▸ Task to complete:
The lines to be copied are those below that contain "SessionError".

▸ Working data:

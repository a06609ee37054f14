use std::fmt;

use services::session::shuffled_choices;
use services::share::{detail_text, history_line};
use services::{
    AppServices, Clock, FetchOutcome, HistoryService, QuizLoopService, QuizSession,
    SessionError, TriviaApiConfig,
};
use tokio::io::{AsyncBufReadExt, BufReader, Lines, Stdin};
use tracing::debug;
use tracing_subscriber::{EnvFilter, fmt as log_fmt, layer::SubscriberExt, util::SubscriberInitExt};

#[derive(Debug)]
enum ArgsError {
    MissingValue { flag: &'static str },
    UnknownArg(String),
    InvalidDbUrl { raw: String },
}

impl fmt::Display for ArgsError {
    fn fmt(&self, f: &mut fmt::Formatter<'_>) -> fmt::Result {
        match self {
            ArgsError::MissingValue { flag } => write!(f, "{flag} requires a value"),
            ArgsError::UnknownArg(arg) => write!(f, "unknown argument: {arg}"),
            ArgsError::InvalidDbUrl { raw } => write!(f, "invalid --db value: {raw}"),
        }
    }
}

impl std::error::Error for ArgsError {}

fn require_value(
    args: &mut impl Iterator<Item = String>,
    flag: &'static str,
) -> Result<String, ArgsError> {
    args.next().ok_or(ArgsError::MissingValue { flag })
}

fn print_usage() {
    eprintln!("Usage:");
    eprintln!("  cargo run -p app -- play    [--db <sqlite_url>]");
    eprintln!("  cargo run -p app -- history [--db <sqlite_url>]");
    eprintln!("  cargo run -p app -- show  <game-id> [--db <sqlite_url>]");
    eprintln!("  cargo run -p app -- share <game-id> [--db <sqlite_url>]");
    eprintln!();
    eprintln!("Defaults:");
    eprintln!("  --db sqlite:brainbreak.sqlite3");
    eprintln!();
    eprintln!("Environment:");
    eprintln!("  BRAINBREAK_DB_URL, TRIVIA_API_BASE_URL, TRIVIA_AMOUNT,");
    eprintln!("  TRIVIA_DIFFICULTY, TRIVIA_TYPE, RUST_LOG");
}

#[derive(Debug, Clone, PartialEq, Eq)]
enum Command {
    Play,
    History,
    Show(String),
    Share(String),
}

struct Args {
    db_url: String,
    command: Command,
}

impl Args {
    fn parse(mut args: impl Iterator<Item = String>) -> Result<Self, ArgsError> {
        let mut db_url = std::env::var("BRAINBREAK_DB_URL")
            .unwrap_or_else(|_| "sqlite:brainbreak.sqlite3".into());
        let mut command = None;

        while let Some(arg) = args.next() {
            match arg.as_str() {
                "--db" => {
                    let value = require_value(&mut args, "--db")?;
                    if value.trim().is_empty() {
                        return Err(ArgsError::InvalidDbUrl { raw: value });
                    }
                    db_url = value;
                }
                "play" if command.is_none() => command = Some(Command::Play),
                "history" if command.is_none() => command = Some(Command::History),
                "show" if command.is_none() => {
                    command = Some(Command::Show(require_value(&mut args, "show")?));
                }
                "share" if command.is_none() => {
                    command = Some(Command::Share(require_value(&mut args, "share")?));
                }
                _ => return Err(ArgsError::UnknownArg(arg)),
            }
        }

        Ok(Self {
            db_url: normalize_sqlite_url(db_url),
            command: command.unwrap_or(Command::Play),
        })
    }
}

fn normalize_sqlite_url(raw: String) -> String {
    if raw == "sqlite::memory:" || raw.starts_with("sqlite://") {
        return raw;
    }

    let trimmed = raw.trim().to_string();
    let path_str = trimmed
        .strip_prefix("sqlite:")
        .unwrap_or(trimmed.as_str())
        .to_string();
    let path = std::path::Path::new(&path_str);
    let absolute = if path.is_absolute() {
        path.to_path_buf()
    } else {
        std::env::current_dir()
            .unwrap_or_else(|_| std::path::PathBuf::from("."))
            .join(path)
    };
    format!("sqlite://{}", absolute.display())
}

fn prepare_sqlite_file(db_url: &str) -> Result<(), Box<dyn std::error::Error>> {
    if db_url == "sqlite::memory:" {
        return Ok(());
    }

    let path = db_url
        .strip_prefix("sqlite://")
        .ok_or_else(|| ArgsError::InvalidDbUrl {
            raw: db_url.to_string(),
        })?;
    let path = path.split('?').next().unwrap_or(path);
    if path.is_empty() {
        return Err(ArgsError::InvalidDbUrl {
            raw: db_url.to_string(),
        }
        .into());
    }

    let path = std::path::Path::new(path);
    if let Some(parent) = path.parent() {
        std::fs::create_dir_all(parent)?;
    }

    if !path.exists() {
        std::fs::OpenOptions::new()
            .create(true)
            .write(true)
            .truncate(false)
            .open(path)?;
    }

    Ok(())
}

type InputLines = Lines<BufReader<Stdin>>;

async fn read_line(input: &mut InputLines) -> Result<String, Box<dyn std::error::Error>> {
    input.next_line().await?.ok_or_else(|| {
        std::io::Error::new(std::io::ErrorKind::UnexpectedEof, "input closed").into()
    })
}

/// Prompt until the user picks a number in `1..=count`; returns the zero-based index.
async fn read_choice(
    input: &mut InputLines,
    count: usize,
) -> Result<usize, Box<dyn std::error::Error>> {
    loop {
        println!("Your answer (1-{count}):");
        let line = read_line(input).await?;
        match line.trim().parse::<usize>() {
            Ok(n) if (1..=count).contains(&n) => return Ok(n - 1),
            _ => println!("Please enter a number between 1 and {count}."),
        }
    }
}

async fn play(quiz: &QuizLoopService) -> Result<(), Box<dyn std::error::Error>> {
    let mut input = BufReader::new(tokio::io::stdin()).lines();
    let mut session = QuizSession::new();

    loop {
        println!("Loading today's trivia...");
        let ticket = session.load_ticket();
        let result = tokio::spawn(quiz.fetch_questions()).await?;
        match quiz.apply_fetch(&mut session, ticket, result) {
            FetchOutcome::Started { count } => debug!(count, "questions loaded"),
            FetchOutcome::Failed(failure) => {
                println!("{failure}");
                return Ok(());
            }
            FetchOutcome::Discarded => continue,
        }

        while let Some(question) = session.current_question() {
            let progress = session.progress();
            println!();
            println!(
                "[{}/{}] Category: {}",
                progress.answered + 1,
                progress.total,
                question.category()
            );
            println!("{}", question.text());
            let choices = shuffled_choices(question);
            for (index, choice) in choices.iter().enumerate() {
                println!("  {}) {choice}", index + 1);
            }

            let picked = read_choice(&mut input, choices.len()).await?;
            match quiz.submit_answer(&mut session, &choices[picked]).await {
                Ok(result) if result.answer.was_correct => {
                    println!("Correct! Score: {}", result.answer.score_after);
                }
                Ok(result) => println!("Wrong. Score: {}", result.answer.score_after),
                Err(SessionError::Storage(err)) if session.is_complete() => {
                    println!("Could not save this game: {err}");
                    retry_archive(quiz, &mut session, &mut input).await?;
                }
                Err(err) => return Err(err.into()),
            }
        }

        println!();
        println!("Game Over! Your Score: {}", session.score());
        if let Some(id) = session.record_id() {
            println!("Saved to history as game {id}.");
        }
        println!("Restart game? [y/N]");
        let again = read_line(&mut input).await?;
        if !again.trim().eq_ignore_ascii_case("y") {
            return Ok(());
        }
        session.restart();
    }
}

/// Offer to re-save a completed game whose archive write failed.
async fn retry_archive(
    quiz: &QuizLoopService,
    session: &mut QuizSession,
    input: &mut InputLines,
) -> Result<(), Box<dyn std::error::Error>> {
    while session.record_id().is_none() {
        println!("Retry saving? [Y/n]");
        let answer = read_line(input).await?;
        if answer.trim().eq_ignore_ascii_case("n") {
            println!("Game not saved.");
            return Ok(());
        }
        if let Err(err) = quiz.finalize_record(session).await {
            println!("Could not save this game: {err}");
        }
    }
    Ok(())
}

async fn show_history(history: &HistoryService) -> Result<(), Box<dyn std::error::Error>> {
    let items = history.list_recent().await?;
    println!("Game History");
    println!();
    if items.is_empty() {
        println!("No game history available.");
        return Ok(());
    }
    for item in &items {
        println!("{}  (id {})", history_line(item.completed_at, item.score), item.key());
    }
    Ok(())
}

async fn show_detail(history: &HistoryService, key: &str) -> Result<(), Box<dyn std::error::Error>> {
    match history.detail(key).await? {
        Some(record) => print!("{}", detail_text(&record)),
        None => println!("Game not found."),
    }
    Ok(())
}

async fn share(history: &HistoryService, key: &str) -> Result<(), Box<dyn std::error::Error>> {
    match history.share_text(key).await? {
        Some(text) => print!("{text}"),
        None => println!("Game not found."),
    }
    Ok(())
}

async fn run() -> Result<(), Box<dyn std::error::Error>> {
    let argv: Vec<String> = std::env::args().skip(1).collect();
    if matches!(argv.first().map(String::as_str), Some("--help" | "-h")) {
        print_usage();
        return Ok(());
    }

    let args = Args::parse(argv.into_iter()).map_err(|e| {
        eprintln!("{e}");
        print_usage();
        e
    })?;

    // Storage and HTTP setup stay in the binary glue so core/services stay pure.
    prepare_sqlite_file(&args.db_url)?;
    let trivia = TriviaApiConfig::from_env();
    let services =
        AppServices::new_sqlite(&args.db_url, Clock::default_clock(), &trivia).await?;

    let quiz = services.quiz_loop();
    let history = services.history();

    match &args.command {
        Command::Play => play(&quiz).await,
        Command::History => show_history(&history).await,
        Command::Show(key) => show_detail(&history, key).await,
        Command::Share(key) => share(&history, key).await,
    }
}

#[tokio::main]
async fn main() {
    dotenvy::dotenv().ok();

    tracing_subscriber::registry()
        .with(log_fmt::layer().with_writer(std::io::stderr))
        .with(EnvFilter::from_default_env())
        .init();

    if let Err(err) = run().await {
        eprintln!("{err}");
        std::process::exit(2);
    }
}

▸ The answer:
    SessionError, TriviaApiConfig,
                Err(SessionError::Storage(err)) if session.is_complete() => {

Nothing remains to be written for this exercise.